#### EXCERPTED DATA
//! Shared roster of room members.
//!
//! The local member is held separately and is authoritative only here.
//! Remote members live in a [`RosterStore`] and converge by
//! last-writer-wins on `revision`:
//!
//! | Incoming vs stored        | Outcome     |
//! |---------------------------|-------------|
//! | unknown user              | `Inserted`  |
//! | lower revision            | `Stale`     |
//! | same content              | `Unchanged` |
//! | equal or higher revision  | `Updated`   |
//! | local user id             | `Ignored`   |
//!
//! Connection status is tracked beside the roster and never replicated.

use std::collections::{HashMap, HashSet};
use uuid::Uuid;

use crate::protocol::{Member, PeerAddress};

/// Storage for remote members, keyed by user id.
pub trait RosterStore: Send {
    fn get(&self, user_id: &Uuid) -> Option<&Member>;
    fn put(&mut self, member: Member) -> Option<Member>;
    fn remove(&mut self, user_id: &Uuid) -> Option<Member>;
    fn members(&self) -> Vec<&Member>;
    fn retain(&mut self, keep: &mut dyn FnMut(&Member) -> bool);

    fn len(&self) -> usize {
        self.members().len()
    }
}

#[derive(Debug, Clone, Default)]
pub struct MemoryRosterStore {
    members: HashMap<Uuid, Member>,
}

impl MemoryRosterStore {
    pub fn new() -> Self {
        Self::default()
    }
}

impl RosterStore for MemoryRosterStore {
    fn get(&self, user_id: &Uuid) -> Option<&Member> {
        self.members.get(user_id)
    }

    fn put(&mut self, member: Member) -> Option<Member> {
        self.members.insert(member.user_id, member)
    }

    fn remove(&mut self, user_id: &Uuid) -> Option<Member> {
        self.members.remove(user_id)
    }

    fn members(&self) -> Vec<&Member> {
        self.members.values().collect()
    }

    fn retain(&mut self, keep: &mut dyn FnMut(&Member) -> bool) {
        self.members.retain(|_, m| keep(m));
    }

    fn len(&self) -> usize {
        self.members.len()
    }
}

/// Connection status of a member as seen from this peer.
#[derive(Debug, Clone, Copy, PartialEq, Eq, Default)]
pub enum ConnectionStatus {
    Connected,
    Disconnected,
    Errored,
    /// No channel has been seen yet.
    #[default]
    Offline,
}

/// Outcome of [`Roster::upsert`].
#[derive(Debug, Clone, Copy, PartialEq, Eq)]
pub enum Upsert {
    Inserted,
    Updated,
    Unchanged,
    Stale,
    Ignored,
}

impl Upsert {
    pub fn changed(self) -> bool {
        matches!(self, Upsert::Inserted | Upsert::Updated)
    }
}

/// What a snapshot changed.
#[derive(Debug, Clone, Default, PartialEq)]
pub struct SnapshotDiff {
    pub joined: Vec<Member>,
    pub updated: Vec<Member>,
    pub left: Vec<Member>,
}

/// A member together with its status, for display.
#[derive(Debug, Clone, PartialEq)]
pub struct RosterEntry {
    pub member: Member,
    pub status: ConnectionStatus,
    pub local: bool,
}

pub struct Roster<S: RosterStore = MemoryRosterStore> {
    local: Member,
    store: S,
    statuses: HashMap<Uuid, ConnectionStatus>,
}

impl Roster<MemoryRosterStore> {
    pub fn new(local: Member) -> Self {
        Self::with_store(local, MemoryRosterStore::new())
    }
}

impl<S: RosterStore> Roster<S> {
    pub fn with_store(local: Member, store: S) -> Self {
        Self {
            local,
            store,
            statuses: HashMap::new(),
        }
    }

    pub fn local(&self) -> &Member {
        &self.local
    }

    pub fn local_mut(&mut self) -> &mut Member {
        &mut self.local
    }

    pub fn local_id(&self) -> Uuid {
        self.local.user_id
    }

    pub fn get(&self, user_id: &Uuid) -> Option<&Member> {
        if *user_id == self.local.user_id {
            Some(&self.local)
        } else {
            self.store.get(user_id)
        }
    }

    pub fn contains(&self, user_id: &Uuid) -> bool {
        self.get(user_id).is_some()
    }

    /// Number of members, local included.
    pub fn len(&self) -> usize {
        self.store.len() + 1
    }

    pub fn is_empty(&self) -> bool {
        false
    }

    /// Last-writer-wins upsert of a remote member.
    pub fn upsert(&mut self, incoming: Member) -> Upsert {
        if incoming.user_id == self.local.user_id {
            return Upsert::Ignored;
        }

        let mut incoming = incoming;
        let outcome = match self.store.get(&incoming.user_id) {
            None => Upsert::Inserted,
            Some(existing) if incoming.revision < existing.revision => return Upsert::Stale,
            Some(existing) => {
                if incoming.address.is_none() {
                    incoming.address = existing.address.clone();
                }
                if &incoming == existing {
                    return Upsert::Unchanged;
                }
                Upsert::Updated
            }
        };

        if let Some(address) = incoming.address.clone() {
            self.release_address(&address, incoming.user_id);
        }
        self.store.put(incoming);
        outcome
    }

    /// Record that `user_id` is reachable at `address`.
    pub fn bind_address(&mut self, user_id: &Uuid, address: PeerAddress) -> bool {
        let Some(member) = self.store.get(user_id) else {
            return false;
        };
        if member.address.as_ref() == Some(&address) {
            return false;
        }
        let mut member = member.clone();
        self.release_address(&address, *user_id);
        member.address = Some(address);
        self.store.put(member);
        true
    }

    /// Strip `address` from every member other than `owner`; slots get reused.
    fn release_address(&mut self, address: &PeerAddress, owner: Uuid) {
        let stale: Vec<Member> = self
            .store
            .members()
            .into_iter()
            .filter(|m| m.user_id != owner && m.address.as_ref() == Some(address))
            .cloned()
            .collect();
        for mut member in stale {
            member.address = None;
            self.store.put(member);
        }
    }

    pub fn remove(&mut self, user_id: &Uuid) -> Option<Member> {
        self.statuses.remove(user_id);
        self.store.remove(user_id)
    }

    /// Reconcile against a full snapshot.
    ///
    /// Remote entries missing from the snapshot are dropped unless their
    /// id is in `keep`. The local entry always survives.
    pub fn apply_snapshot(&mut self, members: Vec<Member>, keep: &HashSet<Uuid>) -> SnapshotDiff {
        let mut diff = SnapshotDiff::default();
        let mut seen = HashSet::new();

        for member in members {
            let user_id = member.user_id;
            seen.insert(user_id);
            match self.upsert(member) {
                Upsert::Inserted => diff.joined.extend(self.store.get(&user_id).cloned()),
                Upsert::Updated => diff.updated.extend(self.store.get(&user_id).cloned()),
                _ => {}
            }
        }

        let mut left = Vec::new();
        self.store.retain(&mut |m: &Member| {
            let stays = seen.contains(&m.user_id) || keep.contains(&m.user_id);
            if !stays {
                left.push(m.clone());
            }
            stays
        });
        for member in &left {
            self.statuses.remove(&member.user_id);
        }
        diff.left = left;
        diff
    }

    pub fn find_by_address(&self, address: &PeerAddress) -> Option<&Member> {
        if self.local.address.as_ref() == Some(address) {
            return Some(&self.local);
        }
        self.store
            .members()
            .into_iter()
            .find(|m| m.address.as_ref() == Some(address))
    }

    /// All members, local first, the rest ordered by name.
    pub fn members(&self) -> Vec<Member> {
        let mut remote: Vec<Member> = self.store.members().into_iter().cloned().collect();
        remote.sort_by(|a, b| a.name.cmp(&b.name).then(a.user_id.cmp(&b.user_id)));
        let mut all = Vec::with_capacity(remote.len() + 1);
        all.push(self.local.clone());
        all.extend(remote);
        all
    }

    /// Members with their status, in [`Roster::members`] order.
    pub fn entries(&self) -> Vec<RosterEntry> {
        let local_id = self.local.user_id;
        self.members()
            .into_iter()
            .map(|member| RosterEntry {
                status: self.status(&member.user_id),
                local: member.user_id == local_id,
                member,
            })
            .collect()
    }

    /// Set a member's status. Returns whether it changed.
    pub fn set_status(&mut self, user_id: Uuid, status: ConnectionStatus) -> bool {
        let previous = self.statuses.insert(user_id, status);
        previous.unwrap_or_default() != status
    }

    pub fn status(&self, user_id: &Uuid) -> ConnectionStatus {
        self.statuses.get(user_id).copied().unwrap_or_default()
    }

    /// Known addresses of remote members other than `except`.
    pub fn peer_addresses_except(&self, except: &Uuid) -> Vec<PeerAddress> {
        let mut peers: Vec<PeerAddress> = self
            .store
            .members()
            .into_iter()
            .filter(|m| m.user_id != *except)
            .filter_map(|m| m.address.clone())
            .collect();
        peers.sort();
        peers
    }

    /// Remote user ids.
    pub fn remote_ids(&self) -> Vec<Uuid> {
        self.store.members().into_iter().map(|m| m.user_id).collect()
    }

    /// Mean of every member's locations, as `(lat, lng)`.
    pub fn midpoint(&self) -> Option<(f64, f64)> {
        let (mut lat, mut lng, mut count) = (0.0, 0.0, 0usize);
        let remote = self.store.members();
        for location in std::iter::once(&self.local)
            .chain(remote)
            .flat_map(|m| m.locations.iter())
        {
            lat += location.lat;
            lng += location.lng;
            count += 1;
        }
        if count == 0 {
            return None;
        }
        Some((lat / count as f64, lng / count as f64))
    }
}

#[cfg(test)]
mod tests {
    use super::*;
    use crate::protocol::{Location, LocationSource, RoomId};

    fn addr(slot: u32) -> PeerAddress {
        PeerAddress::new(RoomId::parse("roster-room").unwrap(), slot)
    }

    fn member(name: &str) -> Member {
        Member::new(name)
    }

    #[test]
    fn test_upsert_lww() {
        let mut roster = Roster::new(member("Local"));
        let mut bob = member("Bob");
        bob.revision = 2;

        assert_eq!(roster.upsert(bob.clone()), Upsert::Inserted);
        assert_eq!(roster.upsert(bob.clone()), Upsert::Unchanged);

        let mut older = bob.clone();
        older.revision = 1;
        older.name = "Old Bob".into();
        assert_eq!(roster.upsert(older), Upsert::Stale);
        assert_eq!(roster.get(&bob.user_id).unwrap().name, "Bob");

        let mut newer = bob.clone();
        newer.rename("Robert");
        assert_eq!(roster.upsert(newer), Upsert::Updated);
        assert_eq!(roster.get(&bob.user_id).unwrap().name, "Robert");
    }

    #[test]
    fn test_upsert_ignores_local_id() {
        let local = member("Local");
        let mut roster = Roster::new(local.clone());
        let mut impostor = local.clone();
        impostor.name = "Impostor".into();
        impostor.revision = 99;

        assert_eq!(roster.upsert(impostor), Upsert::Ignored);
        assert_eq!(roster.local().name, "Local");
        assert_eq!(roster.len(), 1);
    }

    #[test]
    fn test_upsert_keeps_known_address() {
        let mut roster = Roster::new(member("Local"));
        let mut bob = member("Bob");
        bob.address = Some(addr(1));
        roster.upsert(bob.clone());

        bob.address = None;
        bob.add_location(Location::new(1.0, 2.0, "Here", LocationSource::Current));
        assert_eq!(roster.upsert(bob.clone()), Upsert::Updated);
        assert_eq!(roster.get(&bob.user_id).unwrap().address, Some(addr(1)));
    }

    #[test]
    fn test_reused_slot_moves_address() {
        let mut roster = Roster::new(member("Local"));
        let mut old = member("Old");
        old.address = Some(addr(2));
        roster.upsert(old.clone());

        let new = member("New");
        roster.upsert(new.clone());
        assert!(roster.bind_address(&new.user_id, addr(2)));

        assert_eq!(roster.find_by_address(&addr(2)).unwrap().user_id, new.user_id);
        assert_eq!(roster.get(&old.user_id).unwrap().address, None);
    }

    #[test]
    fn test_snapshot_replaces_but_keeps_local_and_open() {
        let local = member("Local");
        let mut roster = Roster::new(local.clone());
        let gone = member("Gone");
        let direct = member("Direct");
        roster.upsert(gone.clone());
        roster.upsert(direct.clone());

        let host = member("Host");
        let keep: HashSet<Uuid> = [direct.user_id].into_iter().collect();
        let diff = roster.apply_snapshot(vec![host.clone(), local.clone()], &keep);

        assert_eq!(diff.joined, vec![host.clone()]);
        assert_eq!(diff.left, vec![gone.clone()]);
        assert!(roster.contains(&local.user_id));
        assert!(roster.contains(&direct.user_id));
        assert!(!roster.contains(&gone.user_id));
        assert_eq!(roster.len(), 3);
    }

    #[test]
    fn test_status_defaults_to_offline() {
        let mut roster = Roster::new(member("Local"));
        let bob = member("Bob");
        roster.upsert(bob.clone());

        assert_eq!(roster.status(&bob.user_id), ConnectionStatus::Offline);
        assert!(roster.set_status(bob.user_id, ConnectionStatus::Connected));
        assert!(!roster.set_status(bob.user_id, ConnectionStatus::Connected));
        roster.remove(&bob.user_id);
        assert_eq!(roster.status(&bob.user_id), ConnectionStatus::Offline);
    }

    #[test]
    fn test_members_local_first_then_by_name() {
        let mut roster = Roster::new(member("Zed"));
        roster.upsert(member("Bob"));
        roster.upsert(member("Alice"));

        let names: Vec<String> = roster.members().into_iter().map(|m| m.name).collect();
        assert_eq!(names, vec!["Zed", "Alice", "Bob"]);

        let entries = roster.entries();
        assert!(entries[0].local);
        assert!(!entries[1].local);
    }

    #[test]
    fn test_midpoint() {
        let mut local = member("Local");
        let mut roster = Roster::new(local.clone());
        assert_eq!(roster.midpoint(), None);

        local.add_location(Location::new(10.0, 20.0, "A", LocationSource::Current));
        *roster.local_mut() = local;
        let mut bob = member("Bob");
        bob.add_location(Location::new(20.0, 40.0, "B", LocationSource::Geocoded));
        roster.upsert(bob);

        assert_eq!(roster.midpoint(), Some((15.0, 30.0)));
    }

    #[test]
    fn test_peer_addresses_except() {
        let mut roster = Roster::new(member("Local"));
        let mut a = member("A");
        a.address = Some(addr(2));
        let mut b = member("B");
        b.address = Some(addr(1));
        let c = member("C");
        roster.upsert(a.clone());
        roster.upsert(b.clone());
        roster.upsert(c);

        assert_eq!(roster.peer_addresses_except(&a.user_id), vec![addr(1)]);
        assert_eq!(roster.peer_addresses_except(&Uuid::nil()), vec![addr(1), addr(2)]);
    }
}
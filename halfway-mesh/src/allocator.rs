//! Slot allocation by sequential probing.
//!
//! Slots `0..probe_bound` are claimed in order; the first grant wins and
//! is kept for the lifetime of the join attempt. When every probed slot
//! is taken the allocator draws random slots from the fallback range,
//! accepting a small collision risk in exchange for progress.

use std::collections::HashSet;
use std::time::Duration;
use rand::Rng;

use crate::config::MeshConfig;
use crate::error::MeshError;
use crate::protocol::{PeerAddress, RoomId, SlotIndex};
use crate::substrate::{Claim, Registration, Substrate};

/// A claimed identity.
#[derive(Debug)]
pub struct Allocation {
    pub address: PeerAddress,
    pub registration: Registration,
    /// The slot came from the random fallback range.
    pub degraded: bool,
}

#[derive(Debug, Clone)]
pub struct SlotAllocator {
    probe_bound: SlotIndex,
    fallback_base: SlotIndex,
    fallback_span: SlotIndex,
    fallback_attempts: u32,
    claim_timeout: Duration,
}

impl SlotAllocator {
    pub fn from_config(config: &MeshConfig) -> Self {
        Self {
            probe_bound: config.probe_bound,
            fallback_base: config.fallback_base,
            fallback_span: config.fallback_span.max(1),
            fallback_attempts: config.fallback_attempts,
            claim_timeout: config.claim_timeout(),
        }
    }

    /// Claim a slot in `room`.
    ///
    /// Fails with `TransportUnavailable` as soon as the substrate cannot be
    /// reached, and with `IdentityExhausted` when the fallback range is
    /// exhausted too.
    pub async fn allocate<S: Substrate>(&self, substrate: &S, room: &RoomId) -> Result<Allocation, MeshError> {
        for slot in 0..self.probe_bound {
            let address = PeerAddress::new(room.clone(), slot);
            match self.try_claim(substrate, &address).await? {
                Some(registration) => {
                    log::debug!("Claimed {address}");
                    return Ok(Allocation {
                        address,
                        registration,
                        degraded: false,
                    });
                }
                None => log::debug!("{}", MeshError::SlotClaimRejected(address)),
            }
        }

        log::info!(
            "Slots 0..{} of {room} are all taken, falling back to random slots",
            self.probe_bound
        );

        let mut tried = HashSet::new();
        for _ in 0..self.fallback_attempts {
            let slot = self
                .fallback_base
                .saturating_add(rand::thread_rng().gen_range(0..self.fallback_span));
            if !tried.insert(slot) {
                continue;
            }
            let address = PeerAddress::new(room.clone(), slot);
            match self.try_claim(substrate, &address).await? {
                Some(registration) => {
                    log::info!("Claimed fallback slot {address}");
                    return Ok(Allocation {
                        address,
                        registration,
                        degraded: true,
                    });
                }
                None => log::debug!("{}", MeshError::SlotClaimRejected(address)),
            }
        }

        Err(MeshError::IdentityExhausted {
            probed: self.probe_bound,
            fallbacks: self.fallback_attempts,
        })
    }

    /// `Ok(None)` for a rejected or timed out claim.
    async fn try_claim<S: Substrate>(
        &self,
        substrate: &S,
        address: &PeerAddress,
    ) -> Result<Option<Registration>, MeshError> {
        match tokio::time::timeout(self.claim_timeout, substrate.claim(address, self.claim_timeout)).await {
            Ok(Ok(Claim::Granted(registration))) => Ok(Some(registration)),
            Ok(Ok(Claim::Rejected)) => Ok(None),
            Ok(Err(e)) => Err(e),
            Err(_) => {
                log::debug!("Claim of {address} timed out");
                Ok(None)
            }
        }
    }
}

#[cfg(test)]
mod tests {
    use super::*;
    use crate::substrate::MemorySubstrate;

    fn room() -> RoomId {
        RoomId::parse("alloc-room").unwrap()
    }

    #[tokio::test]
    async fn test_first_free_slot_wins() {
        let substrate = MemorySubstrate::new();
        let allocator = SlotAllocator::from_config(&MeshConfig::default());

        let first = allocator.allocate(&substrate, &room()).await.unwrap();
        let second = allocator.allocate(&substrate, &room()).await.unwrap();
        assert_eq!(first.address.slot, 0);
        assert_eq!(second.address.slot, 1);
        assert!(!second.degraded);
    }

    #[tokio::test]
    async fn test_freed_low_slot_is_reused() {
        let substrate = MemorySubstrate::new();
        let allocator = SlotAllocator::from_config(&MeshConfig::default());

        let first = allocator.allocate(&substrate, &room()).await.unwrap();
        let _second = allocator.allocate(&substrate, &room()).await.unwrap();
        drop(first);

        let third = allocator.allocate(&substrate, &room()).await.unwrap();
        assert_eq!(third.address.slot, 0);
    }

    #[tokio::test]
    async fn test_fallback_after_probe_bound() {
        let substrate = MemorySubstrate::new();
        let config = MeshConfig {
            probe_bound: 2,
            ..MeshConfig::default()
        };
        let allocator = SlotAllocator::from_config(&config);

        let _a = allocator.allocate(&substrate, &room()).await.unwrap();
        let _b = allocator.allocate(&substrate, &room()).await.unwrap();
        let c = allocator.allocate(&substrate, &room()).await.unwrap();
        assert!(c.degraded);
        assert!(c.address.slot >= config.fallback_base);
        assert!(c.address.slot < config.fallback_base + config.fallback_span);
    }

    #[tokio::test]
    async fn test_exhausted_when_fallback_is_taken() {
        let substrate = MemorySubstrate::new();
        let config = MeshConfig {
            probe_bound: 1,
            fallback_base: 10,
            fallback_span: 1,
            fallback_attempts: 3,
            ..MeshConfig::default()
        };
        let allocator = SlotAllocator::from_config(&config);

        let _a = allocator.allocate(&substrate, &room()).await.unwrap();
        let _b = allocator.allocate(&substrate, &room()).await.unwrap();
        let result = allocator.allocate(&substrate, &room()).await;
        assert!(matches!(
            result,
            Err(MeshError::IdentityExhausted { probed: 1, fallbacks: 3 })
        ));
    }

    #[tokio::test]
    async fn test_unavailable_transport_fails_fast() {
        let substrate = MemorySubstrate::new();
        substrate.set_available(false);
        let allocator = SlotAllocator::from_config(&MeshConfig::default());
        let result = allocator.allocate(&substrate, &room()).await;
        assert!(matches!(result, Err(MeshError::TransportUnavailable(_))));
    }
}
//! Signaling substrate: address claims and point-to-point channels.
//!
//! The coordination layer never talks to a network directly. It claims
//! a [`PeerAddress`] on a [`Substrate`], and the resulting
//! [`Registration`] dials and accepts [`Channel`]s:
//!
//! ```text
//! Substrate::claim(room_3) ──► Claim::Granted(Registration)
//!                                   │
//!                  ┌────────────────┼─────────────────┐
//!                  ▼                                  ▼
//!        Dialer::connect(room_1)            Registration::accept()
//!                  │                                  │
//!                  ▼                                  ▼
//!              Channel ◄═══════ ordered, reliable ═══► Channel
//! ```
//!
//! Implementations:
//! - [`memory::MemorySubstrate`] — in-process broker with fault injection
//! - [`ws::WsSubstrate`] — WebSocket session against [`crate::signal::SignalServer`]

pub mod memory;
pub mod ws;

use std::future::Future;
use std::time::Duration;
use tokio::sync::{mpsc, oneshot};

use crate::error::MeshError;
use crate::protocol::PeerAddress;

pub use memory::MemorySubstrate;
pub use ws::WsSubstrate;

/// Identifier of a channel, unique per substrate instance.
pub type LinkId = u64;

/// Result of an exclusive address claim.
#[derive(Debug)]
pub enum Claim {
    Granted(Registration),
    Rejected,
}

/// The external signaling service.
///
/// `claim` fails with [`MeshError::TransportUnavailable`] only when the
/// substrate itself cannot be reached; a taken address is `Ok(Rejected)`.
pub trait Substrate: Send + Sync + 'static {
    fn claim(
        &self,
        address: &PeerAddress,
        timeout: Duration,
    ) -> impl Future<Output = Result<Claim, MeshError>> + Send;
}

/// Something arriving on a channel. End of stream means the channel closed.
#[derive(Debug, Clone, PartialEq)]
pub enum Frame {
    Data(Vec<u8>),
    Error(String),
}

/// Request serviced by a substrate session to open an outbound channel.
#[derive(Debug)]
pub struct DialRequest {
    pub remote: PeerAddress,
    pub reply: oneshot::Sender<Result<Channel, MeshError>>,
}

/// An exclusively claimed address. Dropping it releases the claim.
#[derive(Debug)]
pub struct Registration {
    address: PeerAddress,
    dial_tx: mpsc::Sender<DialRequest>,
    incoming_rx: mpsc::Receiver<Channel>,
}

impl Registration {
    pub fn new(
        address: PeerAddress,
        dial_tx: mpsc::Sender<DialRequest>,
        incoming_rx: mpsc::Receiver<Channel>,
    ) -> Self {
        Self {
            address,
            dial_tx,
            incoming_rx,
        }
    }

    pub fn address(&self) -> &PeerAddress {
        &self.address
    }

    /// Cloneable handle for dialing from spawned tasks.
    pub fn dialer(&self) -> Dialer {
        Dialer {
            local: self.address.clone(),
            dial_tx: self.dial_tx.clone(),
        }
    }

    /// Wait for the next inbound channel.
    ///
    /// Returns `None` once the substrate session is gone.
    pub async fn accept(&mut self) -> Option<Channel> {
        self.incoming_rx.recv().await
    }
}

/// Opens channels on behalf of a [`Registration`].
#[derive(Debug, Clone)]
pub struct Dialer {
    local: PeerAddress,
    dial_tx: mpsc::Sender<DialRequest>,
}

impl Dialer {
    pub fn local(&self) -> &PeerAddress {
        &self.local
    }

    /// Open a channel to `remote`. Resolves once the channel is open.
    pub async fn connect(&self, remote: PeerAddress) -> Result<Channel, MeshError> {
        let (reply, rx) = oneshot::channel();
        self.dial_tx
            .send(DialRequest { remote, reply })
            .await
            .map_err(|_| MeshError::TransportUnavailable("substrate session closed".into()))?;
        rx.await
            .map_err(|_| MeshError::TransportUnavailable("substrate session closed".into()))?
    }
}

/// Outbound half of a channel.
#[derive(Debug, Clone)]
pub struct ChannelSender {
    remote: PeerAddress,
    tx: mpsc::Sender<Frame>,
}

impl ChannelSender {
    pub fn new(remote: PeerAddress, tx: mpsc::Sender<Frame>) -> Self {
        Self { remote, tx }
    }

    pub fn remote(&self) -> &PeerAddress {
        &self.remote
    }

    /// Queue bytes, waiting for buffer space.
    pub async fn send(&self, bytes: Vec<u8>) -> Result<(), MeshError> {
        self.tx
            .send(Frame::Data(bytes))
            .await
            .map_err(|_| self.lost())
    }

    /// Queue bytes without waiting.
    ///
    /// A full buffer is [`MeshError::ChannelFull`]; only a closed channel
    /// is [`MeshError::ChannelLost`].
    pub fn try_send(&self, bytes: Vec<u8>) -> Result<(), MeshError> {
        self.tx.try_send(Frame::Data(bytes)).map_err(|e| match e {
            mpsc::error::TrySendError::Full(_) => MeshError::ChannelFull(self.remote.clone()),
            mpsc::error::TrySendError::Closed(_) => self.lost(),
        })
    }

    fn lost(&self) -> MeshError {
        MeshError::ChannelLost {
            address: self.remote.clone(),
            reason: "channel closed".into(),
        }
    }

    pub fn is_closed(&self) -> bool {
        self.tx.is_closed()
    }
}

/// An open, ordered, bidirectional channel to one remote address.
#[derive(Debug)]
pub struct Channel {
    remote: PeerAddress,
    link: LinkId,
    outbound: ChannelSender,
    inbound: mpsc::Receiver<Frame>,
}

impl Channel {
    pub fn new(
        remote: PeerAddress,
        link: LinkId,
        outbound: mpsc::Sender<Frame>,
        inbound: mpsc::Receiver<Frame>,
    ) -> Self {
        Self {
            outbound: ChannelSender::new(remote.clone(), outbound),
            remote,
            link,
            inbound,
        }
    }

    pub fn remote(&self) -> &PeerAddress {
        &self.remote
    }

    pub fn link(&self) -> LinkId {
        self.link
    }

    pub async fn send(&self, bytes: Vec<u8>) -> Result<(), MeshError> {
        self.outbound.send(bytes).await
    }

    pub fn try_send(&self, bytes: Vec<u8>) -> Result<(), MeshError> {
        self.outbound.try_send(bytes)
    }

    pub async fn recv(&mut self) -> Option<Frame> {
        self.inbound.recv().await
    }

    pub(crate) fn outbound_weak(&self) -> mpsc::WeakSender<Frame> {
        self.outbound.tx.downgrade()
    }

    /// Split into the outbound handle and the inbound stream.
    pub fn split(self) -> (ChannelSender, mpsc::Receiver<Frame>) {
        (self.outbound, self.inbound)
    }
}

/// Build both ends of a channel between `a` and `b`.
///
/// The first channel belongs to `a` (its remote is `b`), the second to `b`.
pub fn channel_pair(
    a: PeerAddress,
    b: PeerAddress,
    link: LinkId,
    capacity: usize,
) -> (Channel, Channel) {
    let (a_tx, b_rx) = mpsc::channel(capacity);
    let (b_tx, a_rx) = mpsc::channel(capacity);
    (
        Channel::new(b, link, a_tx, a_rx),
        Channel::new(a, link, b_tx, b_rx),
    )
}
########
**ACTION ITEM**
In the entries above, find the line holding "Some(existing) if incoming.revision" and the line holding "is reachable at"; print both of them and every line between, exactly, and nothing else.

**TASK ANSWER**
            Some(existing) if incoming.revision < existing.revision => return Upsert::Stale,
            Some(existing) => {
                if incoming.address.is_none() {
                    incoming.address = existing.address.clone();
                }
                if &incoming == existing {
                    return Upsert::Unchanged;
                }
                Upsert::Updated
            }
        };

        if let Some(address) = incoming.address.clone() {
            self.release_address(&address, incoming.user_id);
        }
        self.store.put(incoming);
        outcome
    }

    /// Record that `user_id` is reachable at `address`.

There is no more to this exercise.